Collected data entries
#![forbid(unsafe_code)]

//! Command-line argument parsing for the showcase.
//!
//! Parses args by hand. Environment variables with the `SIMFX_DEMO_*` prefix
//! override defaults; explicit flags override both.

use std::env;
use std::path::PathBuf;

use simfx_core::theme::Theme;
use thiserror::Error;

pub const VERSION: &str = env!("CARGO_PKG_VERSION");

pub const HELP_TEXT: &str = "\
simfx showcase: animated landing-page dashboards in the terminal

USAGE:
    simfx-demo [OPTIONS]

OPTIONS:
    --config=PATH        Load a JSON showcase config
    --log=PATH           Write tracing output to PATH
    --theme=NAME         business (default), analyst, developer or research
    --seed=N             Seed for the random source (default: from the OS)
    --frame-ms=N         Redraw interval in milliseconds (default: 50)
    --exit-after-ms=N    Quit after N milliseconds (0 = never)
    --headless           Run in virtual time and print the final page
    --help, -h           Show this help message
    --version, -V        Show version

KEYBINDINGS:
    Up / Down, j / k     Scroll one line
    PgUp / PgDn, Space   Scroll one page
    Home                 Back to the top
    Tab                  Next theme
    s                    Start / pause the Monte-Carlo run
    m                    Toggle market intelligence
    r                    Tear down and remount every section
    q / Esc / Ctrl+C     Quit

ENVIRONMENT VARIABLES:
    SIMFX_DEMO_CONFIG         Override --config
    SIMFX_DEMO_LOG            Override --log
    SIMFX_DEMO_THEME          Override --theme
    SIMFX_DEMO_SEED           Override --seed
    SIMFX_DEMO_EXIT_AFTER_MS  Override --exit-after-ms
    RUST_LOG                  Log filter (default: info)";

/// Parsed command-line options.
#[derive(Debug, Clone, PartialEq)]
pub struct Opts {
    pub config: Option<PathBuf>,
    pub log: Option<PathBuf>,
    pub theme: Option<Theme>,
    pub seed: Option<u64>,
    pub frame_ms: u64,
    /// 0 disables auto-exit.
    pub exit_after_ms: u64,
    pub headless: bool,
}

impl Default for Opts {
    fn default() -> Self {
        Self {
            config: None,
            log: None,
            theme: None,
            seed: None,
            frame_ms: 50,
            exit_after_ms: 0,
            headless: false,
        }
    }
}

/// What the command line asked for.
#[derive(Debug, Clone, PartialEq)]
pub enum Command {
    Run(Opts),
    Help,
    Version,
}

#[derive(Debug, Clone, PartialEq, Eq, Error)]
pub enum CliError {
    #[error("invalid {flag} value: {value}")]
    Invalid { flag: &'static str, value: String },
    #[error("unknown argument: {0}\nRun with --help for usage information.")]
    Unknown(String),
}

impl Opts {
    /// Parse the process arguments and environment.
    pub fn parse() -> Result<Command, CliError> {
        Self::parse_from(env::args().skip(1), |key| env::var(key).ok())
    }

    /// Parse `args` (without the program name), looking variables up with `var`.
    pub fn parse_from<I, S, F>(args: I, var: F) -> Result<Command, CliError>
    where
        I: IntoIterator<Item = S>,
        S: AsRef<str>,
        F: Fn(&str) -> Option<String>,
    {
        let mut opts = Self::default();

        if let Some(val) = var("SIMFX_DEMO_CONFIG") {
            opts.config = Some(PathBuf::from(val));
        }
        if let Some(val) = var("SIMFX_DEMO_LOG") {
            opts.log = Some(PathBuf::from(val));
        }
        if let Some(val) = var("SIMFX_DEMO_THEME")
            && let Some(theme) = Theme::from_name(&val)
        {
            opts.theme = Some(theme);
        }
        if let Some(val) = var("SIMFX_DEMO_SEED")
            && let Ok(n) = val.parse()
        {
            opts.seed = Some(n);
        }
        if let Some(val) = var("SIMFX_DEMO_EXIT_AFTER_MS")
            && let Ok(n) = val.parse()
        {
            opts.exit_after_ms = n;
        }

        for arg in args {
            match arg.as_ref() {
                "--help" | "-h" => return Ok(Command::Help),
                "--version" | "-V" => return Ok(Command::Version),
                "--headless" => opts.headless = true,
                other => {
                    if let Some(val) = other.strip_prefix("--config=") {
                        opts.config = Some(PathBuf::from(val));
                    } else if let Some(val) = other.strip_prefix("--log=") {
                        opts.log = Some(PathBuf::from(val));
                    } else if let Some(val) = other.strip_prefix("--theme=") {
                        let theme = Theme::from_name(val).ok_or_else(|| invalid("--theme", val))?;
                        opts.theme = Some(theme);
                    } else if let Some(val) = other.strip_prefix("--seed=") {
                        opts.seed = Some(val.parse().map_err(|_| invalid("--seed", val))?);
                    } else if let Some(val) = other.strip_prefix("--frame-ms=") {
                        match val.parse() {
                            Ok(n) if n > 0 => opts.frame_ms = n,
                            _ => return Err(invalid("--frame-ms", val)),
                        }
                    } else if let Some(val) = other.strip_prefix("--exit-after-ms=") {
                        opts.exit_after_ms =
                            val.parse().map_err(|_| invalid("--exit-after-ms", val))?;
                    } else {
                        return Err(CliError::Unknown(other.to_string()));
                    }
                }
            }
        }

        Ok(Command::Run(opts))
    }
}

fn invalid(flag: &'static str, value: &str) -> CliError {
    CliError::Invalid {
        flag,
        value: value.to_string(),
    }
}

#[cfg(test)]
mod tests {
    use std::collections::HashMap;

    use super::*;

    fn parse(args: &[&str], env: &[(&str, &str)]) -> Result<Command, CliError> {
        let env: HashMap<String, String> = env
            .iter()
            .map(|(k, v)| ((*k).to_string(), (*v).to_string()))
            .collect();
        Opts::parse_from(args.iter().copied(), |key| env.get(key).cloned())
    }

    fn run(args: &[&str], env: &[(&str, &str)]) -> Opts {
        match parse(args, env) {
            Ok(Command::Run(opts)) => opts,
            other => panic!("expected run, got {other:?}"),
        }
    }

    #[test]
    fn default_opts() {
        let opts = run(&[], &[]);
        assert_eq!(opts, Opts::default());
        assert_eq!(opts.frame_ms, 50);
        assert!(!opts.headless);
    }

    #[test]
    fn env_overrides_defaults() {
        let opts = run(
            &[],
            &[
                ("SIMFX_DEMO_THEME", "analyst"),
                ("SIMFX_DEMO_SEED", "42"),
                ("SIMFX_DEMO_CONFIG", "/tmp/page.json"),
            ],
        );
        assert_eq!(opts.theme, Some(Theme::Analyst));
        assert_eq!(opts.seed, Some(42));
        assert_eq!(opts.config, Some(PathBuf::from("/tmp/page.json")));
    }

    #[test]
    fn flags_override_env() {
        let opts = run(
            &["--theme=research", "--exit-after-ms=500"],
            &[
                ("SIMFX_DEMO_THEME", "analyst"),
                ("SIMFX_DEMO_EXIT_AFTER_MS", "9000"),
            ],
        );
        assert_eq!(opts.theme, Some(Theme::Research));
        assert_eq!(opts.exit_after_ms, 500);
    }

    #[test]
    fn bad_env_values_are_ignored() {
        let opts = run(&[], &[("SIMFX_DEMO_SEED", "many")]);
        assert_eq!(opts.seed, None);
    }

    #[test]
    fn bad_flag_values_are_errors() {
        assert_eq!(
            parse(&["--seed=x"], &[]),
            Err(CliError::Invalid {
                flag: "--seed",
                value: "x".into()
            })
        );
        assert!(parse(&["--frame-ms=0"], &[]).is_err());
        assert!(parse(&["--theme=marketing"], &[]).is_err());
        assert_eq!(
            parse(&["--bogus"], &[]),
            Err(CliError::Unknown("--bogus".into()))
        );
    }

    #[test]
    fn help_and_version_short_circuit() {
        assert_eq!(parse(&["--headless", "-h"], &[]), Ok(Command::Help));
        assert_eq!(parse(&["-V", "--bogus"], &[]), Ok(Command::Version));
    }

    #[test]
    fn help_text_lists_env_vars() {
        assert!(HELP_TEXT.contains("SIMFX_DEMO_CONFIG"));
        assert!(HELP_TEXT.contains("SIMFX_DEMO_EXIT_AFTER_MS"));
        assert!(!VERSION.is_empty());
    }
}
---
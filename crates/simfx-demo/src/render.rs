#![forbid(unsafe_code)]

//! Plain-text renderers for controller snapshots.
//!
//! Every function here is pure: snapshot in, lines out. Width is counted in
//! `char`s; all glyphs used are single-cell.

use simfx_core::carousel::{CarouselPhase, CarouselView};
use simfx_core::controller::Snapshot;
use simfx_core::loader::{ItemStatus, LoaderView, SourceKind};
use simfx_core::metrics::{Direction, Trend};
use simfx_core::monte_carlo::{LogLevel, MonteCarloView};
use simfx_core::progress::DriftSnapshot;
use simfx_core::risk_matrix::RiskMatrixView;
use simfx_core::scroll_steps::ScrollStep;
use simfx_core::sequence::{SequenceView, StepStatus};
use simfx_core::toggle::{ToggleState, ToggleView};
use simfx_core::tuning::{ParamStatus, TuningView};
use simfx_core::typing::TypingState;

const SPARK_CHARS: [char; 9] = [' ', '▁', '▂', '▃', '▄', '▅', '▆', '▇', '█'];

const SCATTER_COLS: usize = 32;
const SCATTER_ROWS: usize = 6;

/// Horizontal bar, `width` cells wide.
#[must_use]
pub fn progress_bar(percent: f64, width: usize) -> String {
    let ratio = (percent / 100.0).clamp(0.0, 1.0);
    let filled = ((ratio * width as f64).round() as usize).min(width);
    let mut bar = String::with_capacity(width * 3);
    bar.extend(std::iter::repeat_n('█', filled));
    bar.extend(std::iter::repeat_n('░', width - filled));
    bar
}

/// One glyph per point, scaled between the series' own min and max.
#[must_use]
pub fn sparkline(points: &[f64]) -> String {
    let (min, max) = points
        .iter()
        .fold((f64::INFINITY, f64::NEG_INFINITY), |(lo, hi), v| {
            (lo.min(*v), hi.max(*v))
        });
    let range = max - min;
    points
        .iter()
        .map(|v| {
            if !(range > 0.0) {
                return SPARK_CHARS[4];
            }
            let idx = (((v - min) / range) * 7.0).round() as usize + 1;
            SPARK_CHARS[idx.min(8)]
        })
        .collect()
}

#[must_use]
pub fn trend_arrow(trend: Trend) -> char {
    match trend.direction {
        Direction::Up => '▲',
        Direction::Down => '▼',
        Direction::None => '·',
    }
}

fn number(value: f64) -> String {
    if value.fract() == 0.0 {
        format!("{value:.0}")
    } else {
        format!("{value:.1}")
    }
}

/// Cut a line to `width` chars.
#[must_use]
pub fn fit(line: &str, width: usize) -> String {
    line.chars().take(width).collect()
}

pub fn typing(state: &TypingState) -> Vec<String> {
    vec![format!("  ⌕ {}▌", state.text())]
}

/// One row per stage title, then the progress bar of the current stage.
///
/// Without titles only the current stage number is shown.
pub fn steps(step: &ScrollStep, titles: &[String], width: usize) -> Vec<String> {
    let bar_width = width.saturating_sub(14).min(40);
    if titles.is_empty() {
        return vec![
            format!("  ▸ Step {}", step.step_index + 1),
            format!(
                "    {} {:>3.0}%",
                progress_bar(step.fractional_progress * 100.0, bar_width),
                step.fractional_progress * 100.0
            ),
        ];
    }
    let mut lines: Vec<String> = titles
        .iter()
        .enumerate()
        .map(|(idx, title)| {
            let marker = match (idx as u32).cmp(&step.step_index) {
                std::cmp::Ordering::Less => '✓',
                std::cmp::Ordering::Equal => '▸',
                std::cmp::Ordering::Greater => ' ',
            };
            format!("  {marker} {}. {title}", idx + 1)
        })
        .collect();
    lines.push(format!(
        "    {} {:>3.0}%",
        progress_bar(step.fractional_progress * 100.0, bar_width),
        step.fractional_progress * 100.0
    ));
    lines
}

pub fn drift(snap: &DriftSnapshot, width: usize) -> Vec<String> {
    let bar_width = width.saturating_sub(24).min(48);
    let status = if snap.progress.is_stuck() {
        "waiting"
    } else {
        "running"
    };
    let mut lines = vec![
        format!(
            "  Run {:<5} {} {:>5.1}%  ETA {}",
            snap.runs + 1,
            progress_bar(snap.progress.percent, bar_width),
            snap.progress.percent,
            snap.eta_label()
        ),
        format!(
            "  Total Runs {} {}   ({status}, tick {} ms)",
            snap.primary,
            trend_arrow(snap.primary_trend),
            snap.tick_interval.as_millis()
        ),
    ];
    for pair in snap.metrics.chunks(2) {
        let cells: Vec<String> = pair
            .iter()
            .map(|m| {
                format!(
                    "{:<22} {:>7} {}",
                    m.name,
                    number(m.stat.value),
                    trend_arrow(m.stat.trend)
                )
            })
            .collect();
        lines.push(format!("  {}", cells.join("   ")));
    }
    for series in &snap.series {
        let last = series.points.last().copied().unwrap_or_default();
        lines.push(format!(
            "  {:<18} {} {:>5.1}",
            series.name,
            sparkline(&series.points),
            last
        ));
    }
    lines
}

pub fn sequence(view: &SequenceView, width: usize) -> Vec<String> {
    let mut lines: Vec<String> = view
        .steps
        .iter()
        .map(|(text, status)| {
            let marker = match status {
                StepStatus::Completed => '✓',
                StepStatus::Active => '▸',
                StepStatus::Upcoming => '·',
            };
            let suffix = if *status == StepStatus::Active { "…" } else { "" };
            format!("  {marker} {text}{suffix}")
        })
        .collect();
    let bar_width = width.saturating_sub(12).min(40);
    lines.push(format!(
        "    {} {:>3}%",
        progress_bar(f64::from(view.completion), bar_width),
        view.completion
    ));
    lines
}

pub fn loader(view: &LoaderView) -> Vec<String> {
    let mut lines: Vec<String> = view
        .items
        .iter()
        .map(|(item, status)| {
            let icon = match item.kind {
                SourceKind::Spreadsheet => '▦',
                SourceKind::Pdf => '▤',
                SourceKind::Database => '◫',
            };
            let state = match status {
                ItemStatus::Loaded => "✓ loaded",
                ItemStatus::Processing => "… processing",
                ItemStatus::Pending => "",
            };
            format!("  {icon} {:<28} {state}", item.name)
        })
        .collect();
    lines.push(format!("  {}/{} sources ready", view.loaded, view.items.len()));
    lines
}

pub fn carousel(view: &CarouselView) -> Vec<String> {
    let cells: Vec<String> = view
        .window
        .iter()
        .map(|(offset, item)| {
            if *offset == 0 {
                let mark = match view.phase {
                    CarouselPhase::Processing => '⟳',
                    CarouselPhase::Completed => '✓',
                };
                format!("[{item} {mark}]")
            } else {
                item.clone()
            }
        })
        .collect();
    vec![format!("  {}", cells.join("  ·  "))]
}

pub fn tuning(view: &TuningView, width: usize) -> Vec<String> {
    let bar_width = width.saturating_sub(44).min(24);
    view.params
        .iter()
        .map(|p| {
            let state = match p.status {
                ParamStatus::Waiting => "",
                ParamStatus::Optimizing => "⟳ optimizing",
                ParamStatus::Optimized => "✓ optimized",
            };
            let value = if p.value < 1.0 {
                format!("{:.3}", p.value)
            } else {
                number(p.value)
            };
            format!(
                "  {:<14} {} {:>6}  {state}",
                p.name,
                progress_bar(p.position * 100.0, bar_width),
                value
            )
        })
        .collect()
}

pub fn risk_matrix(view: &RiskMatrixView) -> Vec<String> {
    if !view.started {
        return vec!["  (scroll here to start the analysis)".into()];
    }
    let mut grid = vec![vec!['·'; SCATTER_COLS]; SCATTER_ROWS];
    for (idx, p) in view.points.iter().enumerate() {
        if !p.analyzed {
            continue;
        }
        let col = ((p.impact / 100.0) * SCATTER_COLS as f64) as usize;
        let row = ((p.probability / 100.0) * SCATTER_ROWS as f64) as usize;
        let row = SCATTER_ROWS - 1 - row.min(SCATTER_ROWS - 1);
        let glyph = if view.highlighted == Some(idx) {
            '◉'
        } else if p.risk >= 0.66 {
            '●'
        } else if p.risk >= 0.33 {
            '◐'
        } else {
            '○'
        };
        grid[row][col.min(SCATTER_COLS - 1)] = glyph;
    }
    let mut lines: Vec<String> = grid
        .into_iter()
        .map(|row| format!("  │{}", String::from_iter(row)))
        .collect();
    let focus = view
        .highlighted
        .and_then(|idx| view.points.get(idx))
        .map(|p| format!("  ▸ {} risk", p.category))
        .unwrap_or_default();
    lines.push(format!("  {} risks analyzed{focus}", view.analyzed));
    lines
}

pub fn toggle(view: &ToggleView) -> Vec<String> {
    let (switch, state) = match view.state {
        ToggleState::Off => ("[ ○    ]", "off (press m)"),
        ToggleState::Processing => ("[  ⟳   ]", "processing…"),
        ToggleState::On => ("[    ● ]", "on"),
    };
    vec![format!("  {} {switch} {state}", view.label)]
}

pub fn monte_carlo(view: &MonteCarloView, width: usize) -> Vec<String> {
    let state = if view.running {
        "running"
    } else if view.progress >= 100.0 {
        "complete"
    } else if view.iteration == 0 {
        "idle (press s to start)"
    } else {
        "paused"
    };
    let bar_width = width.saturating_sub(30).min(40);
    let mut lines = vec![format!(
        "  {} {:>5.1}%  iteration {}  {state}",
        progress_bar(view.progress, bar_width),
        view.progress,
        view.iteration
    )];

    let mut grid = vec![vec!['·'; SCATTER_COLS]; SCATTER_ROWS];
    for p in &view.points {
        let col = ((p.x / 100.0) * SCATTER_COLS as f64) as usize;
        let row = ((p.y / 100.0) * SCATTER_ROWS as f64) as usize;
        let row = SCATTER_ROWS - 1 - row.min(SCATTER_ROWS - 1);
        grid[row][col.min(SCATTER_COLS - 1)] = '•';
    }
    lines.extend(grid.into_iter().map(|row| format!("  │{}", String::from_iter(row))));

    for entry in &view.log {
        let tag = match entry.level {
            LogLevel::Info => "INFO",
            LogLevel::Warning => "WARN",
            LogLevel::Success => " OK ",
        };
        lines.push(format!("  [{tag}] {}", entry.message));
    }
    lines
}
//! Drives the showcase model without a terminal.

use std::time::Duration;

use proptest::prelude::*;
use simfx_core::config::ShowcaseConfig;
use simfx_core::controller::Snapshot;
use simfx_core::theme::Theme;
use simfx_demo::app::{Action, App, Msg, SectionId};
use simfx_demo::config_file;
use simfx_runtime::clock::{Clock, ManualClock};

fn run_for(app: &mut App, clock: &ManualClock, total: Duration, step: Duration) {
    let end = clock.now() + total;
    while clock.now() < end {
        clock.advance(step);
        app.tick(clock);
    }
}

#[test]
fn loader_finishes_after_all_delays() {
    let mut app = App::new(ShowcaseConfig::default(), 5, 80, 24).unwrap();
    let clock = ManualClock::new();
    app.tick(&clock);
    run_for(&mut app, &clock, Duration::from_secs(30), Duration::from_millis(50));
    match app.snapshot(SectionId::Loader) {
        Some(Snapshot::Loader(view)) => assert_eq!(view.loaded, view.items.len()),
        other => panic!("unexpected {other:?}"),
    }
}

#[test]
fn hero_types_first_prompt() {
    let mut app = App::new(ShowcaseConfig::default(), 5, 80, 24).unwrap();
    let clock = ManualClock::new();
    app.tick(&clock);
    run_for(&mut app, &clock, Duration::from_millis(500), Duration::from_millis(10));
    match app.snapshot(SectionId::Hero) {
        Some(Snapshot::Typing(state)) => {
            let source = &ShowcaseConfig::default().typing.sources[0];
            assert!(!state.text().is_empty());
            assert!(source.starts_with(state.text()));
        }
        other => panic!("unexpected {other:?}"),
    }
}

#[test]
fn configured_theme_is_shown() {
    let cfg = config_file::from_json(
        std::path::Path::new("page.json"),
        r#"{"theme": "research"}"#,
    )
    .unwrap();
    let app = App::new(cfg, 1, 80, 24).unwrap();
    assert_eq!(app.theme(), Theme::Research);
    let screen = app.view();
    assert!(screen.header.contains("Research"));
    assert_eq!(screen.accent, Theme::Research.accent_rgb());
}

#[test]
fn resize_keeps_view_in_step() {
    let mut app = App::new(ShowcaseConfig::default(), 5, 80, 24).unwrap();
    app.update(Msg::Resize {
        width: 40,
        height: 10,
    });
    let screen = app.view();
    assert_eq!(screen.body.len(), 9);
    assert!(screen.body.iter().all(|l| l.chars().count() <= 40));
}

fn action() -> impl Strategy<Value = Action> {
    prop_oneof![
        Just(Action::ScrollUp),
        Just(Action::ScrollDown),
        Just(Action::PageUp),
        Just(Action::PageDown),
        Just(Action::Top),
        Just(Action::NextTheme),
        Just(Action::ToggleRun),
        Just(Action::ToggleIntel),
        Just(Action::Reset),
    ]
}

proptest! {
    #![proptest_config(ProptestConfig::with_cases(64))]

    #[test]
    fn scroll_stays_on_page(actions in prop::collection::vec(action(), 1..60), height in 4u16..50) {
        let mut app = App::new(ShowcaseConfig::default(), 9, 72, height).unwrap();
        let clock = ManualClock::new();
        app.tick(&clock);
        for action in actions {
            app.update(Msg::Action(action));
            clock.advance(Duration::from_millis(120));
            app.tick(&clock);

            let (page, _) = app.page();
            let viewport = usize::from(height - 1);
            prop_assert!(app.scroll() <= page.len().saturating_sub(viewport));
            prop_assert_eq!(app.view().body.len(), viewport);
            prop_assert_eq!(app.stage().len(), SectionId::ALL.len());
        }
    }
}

Exercise
After going through the entries, say how many lines contain the string "press". Nothing else belongs in the reply.

Written reply
2